Dream Work (1986) continues Oliver’s search to “understand both the wonder and pain of nature” according to Prado in a later review for the Los Angeles Times Book Review. Ostriker considered Oliver “among the few American poets who can describe and transmit ecstasy, while retaining a practical awareness of the world as one of predators and prey.” For Ostriker, Dream Work is ultimately a volume in which Oliver moves “from the natural world and its desires, the ‘heaven of appetite’...into the world of historical and personal suffering...She confronts as well, steadily,” Ostriker continued, “what she cannot change.” 

The transition from engaging the natural world to engaging more personal realms is also evident in New and Selected Poems (1992), which won the National Book Award.The volume contains poems from eight of Oliver’s previous volumes as well as previously unpublished, newer work. Susan Salter Reynolds, in the Los Angeles Times Book Review, noticed that Oliver’s earliest poems are almost always oriented towards nature, but seldom examine the self and are almost never personal. In contrast, Oliver appears constantly in later works.
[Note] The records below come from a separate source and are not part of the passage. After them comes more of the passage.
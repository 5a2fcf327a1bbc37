//! Outbound email. Fire-and-forget from the core's point of view: a delivery
//! failure is logged and reported, never retried here.

use crate::error::AppError;
use async_trait::async_trait;
use serde_json::json;
use tracing::info;

#[async_trait]
pub trait Mailer: Send + Sync {
    async fn send_set_password_email(
        &self,
        recipient: &str,
        username: &str,
        reset_token: &str,
    ) -> Result<(), AppError>;
}

/// Posts the message as JSON to a relay endpoint.
pub struct HttpMailer {
    http: reqwest::Client,
    endpoint: String,
    from: String,
    public_url: String,
}

impl HttpMailer {
    pub fn new(endpoint: String, from: String, public_url: String) -> Self {
        Self {
            http: reqwest::Client::new(),
            endpoint,
            from,
            public_url,
        }
    }
}

#[async_trait]
impl Mailer for HttpMailer {
    async fn send_set_password_email(
        &self,
        recipient: &str,
        username: &str,
        reset_token: &str,
    ) -> Result<(), AppError> {
        let link = format!(
            "{}/set-password?email={}&token={}",
            self.public_url, recipient, reset_token
        );
        let response = self
            .http
            .post(&self.endpoint)
            .json(&json!({
                "from": self.from,
                "to": recipient,
                "subject": "Set your password",
                "body": format!(
                    "Dear {},\n\nUse the link below to set your password. \
                     It is valid for one hour.\n\n{}\n",
                    username, link
                ),
            }))
            .send()
            .await
            .map_err(|e| AppError::Email(e.to_string()))?;

        if !response.status().is_success() {
            return Err(AppError::Email(format!(
                "relay responded {}",
                response.status()
            )));
        }
        info!("set-password email sent to {}", recipient);
        Ok(())
    }
}

/// Logs instead of sending. Used in tests and when email is disabled.
pub struct NoopMailer;

#[async_trait]
impl Mailer for NoopMailer {
    async fn send_set_password_email(
        &self,
        recipient: &str,
        _username: &str,
        _reset_token: &str,
    ) -> Result<(), AppError> {
        info!("email delivery disabled; skipping message to {}", recipient);
        Ok(())
    }
}
//! Path-addressed document store.
//!
//! Sessions and users live in an opaque key/value document store addressed by
//! paths such as `sessions/<id>` and `users/<id>`. The trait keeps the auth
//! core independent of the backing engine: production runs against Postgres
//! (JSONB documents, see [`postgres`]), tests against [`MemoryStore`].

pub mod postgres;
pub mod users;

use crate::error::StoreError;
use async_trait::async_trait;
use serde_json::Value;
use std::collections::BTreeMap;
use tokio::sync::RwLock;

pub use postgres::PgDocumentStore;
pub use users::{NewUser, User, UserRepo};

#[async_trait]
pub trait DocumentStore: Send + Sync {
    async fn get(&self, path: &str) -> Result<Option<Value>, StoreError>;

    async fn set(&self, path: &str, doc: Value) -> Result<(), StoreError>;

    /// Merges the top-level fields of `partial` into the document at `path`,
    /// creating the document if it does not exist.
    async fn update(&self, path: &str, partial: Value) -> Result<(), StoreError>;

    /// Removing an absent document is not an error.
    async fn remove(&self, path: &str) -> Result<(), StoreError>;

    async fn exists(&self, path: &str) -> Result<bool, StoreError>;

    /// Returns the first document in `collection` whose top-level `field`
    /// equals `value`, along with its id (the path segment after the
    /// collection prefix).
    async fn query_by_field(
        &self,
        collection: &str,
        field: &str,
        value: &str,
    ) -> Result<Option<(String, Value)>, StoreError>;
}

/// In-memory store used by the test suites.
#[derive(Default)]
pub struct MemoryStore {
    docs: RwLock<BTreeMap<String, Value>>,
}

impl MemoryStore {
    pub fn new() -> Self {
        Self::default()
    }
}

#[async_trait]
impl DocumentStore for MemoryStore {
    async fn get(&self, path: &str) -> Result<Option<Value>, StoreError> {
        Ok(self.docs.read().await.get(path).cloned())
    }

    async fn set(&self, path: &str, doc: Value) -> Result<(), StoreError> {
        self.docs.write().await.insert(path.to_string(), doc);
        Ok(())
    }

    async fn update(&self, path: &str, partial: Value) -> Result<(), StoreError> {
        let mut docs = self.docs.write().await;
        let entry = docs
            .entry(path.to_string())
            .or_insert_with(|| Value::Object(Default::default()));
        match (entry.as_object_mut(), partial.as_object()) {
            (Some(doc), Some(fields)) => {
                for (k, v) in fields {
                    doc.insert(k.clone(), v.clone());
                }
                Ok(())
            }
            _ => Err(StoreError::Malformed {
                path: path.to_string(),
                detail: "update requires JSON objects".to_string(),
            }),
        }
    }

    async fn remove(&self, path: &str) -> Result<(), StoreError> {
        self.docs.write().await.remove(path);
        Ok(())
    }

    async fn exists(&self, path: &str) -> Result<bool, StoreError> {
        Ok(self.docs.read().await.contains_key(path))
    }

    async fn query_by_field(
        &self,
        collection: &str,
        field: &str,
        value: &str,
    ) -> Result<Option<(String, Value)>, StoreError> {
        let prefix = format!("{}/", collection);
        let docs = self.docs.read().await;
        for (path, doc) in docs.range(prefix.clone()..) {
            if !path.starts_with(&prefix) {
                break;
            }
            if doc.get(field).and_then(Value::as_str) == Some(value) {
                let id = path[prefix.len()..].to_string();
                return Ok(Some((id, doc.clone())));
            }
        }
        Ok(None)
    }
}
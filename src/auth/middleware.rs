//! The per-request gate, applied to every inbound request as two stages:
//! rate limiting first (cheap, blocks unauthenticated enumeration before any
//! store work), then session resolution.

use crate::auth::session::{clear_session_cookie, session_cookie, Session, SESSION_COOKIE};
use crate::store::User;
use crate::AppState;
use actix_web::body::{EitherBody, MessageBody};
use actix_web::dev::{ServiceRequest, ServiceResponse};
use actix_web::http::header::{self, HeaderMap};
use actix_web::http::Method;
use actix_web::middleware::Next;
use actix_web::{web, HttpMessage, HttpResponse};
use tracing::{error, warn};

/// Resolved identity attached to every request after the session stage.
#[derive(Clone, Default)]
pub struct AuthContext {
    pub session: Option<Session>,
    pub user: Option<User>,
}

/// First address in `X-Forwarded-For`, if the upstream proxy supplied one.
pub fn client_ip(headers: &HeaderMap) -> Option<String> {
    headers
        .get("X-Forwarded-For")
        .and_then(|v| v.to_str().ok())
        .and_then(|v| v.split(',').next())
        .map(|v| v.trim().to_string())
        .filter(|v| !v.is_empty())
}

fn request_cost(method: &Method) -> u32 {
    // Side-effect-free methods are cheap; mutations weigh triple.
    match *method {
        Method::GET | Method::HEAD | Method::OPTIONS => 1,
        _ => 3,
    }
}

/// Routes reachable without a session: login, the password-reset entry point
/// and the health probe.
fn is_public_path(path: &str) -> bool {
    matches!(path, "/login" | "/set-password" | "/health")
}

/// Stage 1: per-IP token bucket, cost-weighted by HTTP verb. Requests with
/// no forwarded IP pass unlimited; blocking all traffic behind a
/// misconfigured proxy would be worse, so the gap is logged instead.
pub async fn rate_limit_gate(
    req: ServiceRequest,
    next: Next<impl MessageBody + 'static>,
) -> Result<ServiceResponse<EitherBody<impl MessageBody + 'static>>, actix_web::Error> {
    let rejected = match req.app_data::<web::Data<AppState>>() {
        Some(state) => match client_ip(req.headers()) {
            Some(ip) => {
                let cost = request_cost(req.method());
                !state.request_bucket.consume(&ip, cost).await
            }
            None => {
                warn!("no client IP on request; skipping rate limit");
                false
            }
        },
        None => false,
    };

    if rejected {
        let res = HttpResponse::TooManyRequests().json(serde_json::json!({
            "error": { "status": 429, "message": "Too many requests" }
        }));
        return Ok(req.into_response(res).map_into_right_body());
    }
    next.call(req).await.map(|res| res.map_into_left_body())
}

/// Stage 2: resolve the session cookie. A valid session re-issues the cookie
/// (carrying any renewed expiry); an invalid one is cleared. Anonymous
/// requests to protected routes are redirected to the login page.
pub async fn session_gate(
    req: ServiceRequest,
    next: Next<impl MessageBody + 'static>,
) -> Result<ServiceResponse<EitherBody<impl MessageBody + 'static>>, actix_web::Error> {
    let state = req.app_data::<web::Data<AppState>>().cloned();
    let token = req.cookie(SESSION_COOKIE).map(|c| c.value().to_string());

    let mut reissue = None;
    let mut clear = false;

    match (&state, token) {
        (Some(state), Some(token)) => {
            match state.sessions.validate_session_token(&token).await {
                Some((session, user)) => {
                    reissue = Some(session_cookie(
                        &token,
                        session.expires_at,
                        state.config.auth.secure_cookies,
                    ));
                    req.extensions_mut().insert(AuthContext {
                        session: Some(session),
                        user: Some(user),
                    });
                }
                None => {
                    clear = true;
                    req.extensions_mut().insert(AuthContext::default());
                }
            }
        }
        (Some(_), None) => {
            req.extensions_mut().insert(AuthContext::default());
            if !is_public_path(req.path()) {
                let res = HttpResponse::Found()
                    .insert_header((header::LOCATION, "/login"))
                    .finish();
                return Ok(req.into_response(res).map_into_right_body());
            }
        }
        (None, _) => {
            req.extensions_mut().insert(AuthContext::default());
        }
    }

    let mut res = next.call(req).await?.map_into_left_body();
    let secure = state.map(|s| s.config.auth.secure_cookies).unwrap_or(false);
    if let Some(cookie) = reissue {
        if let Err(e) = res.response_mut().add_cookie(&cookie) {
            error!("failed to re-issue session cookie: {}", e);
        }
    }
    if clear {
        if let Err(e) = res.response_mut().add_cookie(&clear_session_cookie(secure)) {
            error!("failed to clear session cookie: {}", e);
        }
    }
    Ok(res)
}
But as Reynolds noted “this self-consciousness is a rich and graceful addition.” Just as the contributor for Publishers Weekly called particular attention to the pervasive tone of amazement with regard to things seen in Oliver’s work, Reynolds found Oliver’s writings to have a “Blake-eyed revelatory quality.” Oliver summed up her desire for amazement in her poem “When Death Comes” from New and Selected Poems: “When it’s over, I want to say: all my life / I was a bride married to amazement. / I was the bridegroom, taking the world into my arms.” 

Oliver continues her celebration of the natural world in later collections, includingWinter Hours: Prose, Prose Poems, and Poems (1999), Why I Wake Early (2004),New and Selected Poems, Volume 2 (2004), and Swan: Poems and Prose Poems(2010). Critics have compared Oliver to other great American lyric poets and celebrators of nature, including Marianne Moore, Elizabeth Bishop, Edna St. Vincent Millay, John Muir, and Walt Whitman. “Oliver’s poetry,” wrote Poetry contributorRichard Tillinghast in a review of White Pine (1994) “floats above and around the schools and controversies of contemporary American poetry. Her familiarity with the natural world has an uncomplicated, nineteenth-century feeling.” 
A prolific writer of both poetry and prose, Oliver publishes a new collection every year or two. Her main themes continue to be the intersection between the human and the natural world, as well as the limits of human consciousness and language in articulating such a meeting. Jeanette McNew in Contemporary Literature described “Oliver’s visionary goal,” as “constructing a subjectivity that does not depend on separation from a world of objects. Instead, she respectfully confers subjecthood on nature, thereby modeling a kind of identity that does not depend on opposition for definition…At its most intense, her poetry aims to peer beneath the constructions of culture and reason that burden us with an alienated consciousness to celebrate the primitive, mystical visions that reveal ‘a mossy darkness – / a dream that would never breathe air / and was hinged to your wildest joy / like a shadow.’”
Mary Oliver held the Catharine Osgood Foster Chair for Distinguished Teaching at Bennington College until 2001. In addition to such major awards as the Pulitzer and National Book Award, Oliver has received fellowships from the Guggenheim Foundation and the National Endowment for the Arts. She has also won the American Academy of Arts & Letters Award, the Poetry Society of America’s Shelley Memorial Prize and Alice Fay di Castagnola Award. She lives in Provincetown, Massachusetts.